What you need to do:
Produce as output only the lines below starting at the line with "repositories: pick(&o.catalog, &b.catalog, |c|" and continuing through the line with "user_agent: pick(&o.download, &b.download, |d|", each one exactly as written.

------------------------

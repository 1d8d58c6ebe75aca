use std::path::{Path, PathBuf};
use std::time::Duration;

use serde::{Deserialize, Serialize};

use crate::Config;
use crate::politeness::RobotsFallback;

/// On-disk TOML configuration structure.
/// All fields are optional so partial configs work (merge with defaults).
#[derive(Debug, Clone, Default, PartialEq, Serialize, Deserialize)]
pub struct ConfigFile {
    pub catalog: Option<CatalogConfig>,
    pub concurrency: Option<ConcurrencyConfig>,
    pub download: Option<DownloadConfig>,
    pub output: Option<OutputConfig>,
    pub manifest: Option<ManifestConfig>,
}

#[derive(Debug, Clone, Default, PartialEq, Serialize, Deserialize)]
pub struct CatalogConfig {
    pub base_url: Option<String>,
    pub repositories: Option<Vec<String>>,
    pub metadata_prefix: Option<String>,
    pub language: Option<String>,
    pub title_language: Option<String>,
    pub request_interval_ms: Option<u64>,
    pub gate_catalog: Option<bool>,
}

#[derive(Debug, Clone, Default, PartialEq, Serialize, Deserialize)]
pub struct ConcurrencyConfig {
    pub num_workers: Option<usize>,
    pub prefetch: Option<usize>,
}

#[derive(Debug, Clone, Default, PartialEq, Serialize, Deserialize)]
pub struct DownloadConfig {
    pub connect_timeout_secs: Option<u64>,
    pub timeout_secs: Option<u64>,
    pub user_agent: Option<String>,
    pub robots_fallback: Option<RobotsFallback>,
}

#[derive(Debug, Clone, Default, PartialEq, Serialize, Deserialize)]
pub struct OutputConfig {
    pub output_dir: Option<String>,
    pub data_dir: Option<String>,
    pub corpus_name: Option<String>,
    pub min_text_chars: Option<usize>,
}

#[derive(Debug, Clone, Default, PartialEq, Serialize, Deserialize)]
pub struct ManifestConfig {
    pub project: Option<String>,
    pub description: Option<String>,
    pub license: Option<String>,
    pub language: Option<String>,
    pub source_name: Option<String>,
    pub source_url: Option<String>,
}

/// Platform config directory path: `<config_dir>/nauka/config.toml`.
pub fn config_path() -> Option<PathBuf> {
    dirs::config_dir().map(|d| d.join("nauka").join("config.toml"))
}

/// Load config by cascading CWD `.nauka.toml` over platform config.
/// CWD values override platform values.
pub fn load_config() -> ConfigFile {
    let platform = config_path().and_then(|p| load_from_path(&p));
    let cwd = load_from_path(Path::new(".nauka.toml"));

    match (platform, cwd) {
        (None, None) => ConfigFile::default(),
        (Some(p), None) => p,
        (None, Some(c)) => c,
        (Some(p), Some(c)) => merge(p, c),
    }
}

/// Load a config from a specific path. Returns `None` if the file doesn't
/// exist or can't be parsed.
pub fn load_from_path(path: &Path) -> Option<ConfigFile> {
    let content = std::fs::read_to_string(path).ok()?;
    match toml::from_str(&content) {
        Ok(config) => Some(config),
        Err(e) => {
            tracing::warn!(path = %path.display(), error = %e, "ignoring unparsable config file");
            None
        }
    }
}

fn pick<S, T>(overlay: &Option<S>, base: &Option<S>, field: impl Fn(&S) -> Option<T>) -> Option<T> {
    overlay
        .as_ref()
        .and_then(&field)
        .or_else(|| base.as_ref().and_then(&field))
}

/// Merge two configs: `overlay` values take precedence over `base`.
pub fn merge(base: ConfigFile, overlay: ConfigFile) -> ConfigFile {
    let (b, o) = (&base, &overlay);
    ConfigFile {
        catalog: Some(CatalogConfig {
            base_url: pick(&o.catalog, &b.catalog, |c| c.base_url.clone()),
            repositories: pick(&o.catalog, &b.catalog, |c| c.repositories.clone()),
            metadata_prefix: pick(&o.catalog, &b.catalog, |c| c.metadata_prefix.clone()),
            language: pick(&o.catalog, &b.catalog, |c| c.language.clone()),
            title_language: pick(&o.catalog, &b.catalog, |c| c.title_language.clone()),
            request_interval_ms: pick(&o.catalog, &b.catalog, |c| c.request_interval_ms),
            gate_catalog: pick(&o.catalog, &b.catalog, |c| c.gate_catalog),
        }),
        concurrency: Some(ConcurrencyConfig {
            num_workers: pick(&o.concurrency, &b.concurrency, |c| c.num_workers),
            prefetch: pick(&o.concurrency, &b.concurrency, |c| c.prefetch),
        }),
        download: Some(DownloadConfig {
            connect_timeout_secs: pick(&o.download, &b.download, |d| d.connect_timeout_secs),
            timeout_secs: pick(&o.download, &b.download, |d| d.timeout_secs),
            user_agent: pick(&o.download, &b.download, |d| d.user_agent.clone()),
            robots_fallback: pick(&o.download, &b.download, |d| d.robots_fallback),
        }),
        output: Some(OutputConfig {
            output_dir: pick(&o.output, &b.output, |d| d.output_dir.clone()),
            data_dir: pick(&o.output, &b.output, |d| d.data_dir.clone()),
            corpus_name: pick(&o.output, &b.output, |d| d.corpus_name.clone()),
            min_text_chars: pick(&o.output, &b.output, |d| d.min_text_chars),
        }),
        manifest: Some(ManifestConfig {
            project: pick(&o.manifest, &b.manifest, |m| m.project.clone()),
            description: pick(&o.manifest, &b.manifest, |m| m.description.clone()),
            license: pick(&o.manifest, &b.manifest, |m| m.license.clone()),
            language: pick(&o.manifest, &b.manifest, |m| m.language.clone()),
            source_name: pick(&o.manifest, &b.manifest, |m| m.source_name.clone()),
            source_url: pick(&o.manifest, &b.manifest, |m| m.source_url.clone()),
        }),
    }
}

impl ConfigFile {
    /// Overwrite every field of `config` that this file sets.
    pub fn apply(&self, config: &mut Config) {
        if let Some(c) = &self.catalog {
            set(&mut config.base_url, c.base_url.clone());
            set(&mut config.repositories, c.repositories.clone());
            set(&mut config.metadata_prefix, c.metadata_prefix.clone());
            set(&mut config.language, c.language.clone());
            set(&mut config.title_language, c.title_language.clone());
            if let Some(ms) = c.request_interval_ms {
                config.request_interval = (ms > 0).then(|| Duration::from_millis(ms));
            }
            set(&mut config.gate_catalog, c.gate_catalog);
        }
        if let Some(c) = &self.concurrency {
            set(&mut config.num_workers, c.num_workers);
            set(&mut config.prefetch, c.prefetch);
        }
        if let Some(d) = &self.download {
            set(&mut config.connect_timeout_secs, d.connect_timeout_secs);
            set(&mut config.download_timeout_secs, d.timeout_secs);
            set(&mut config.user_agent, d.user_agent.clone());
            set(&mut config.robots_fallback, d.robots_fallback);
        }
        if let Some(o) = &self.output {
            set(&mut config.output_dir, o.output_dir.as_ref().map(PathBuf::from));
            set(&mut config.data_dir, o.data_dir.as_ref().map(PathBuf::from));
            set(&mut config.manifest.name, o.corpus_name.clone());
            set(&mut config.min_text_chars, o.min_text_chars);
        }
        if let Some(m) = &self.manifest {
            set(&mut config.manifest.project, m.project.clone());
            set(&mut config.manifest.description, m.description.clone());
            set(&mut config.manifest.license, m.license.clone());
            set(&mut config.manifest.language, m.language.clone());
            set(&mut config.manifest.source_name, m.source_name.clone());
            set(&mut config.manifest.source_url, m.source_url.clone());
        }
    }

    /// Snapshot of a resolved configuration, with every field set.
    pub fn from_config(config: &Config) -> Self {
        Self {
            catalog: Some(CatalogConfig {
                base_url: Some(config.base_url.clone()),
                repositories: Some(config.repositories.clone()),
                metadata_prefix: Some(config.metadata_prefix.clone()),
                language: Some(config.language.clone()),
                title_language: Some(config.title_language.clone()),
                request_interval_ms: Some(
                    config
                        .request_interval
                        .map(|d| d.as_millis() as u64)
                        .unwrap_or(0),
                ),
                gate_catalog: Some(config.gate_catalog),
            }),
            concurrency: Some(ConcurrencyConfig {
                num_workers: Some(config.num_workers),
                prefetch: Some(config.prefetch),
            }),
            download: Some(DownloadConfig {
                connect_timeout_secs: Some(config.connect_timeout_secs),
                timeout_secs: Some(config.download_timeout_secs),
                user_agent: Some(config.user_agent.clone()),
                robots_fallback: Some(config.robots_fallback),
            }),
            output: Some(OutputConfig {
                output_dir: Some(config.output_dir.display().to_string()),
                data_dir: Some(config.data_dir.display().to_string()),
                corpus_name: Some(config.manifest.name.clone()),
                min_text_chars: Some(config.min_text_chars),
            }),
            manifest: Some(ManifestConfig {
                project: Some(config.manifest.project.clone()),
                description: Some(config.manifest.description.clone()),
                license: Some(config.manifest.license.clone()),
                language: Some(config.manifest.language.clone()),
                source_name: Some(config.manifest.source_name.clone()),
                source_url: Some(config.manifest.source_url.clone()),
            }),
        }
    }

    pub fn to_toml(&self) -> Result<String, toml::ser::Error> {
        toml::to_string_pretty(self)
    }
}

fn set<T>(slot: &mut T, value: Option<T>) {
    if let Some(v) = value {
        *slot = v;
    }
}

------------------------

Response box:
            repositories: pick(&o.catalog, &b.catalog, |c| c.repositories.clone()),
            metadata_prefix: pick(&o.catalog, &b.catalog, |c| c.metadata_prefix.clone()),
            language: pick(&o.catalog, &b.catalog, |c| c.language.clone()),
            title_language: pick(&o.catalog, &b.catalog, |c| c.title_language.clone()),
            request_interval_ms: pick(&o.catalog, &b.catalog, |c| c.request_interval_ms),
            gate_catalog: pick(&o.catalog, &b.catalog, |c| c.gate_catalog),
        }),
        concurrency: Some(ConcurrencyConfig {
            num_workers: pick(&o.concurrency, &b.concurrency, |c| c.num_workers),
            prefetch: pick(&o.concurrency, &b.concurrency, |c| c.prefetch),
        }),
        download: Some(DownloadConfig {
            connect_timeout_secs: pick(&o.download, &b.download, |d| d.connect_timeout_secs),
            timeout_secs: pick(&o.download, &b.download, |d| d.timeout_secs),
            user_agent: pick(&o.download, &b.download, |d| d.user_agent.clone()),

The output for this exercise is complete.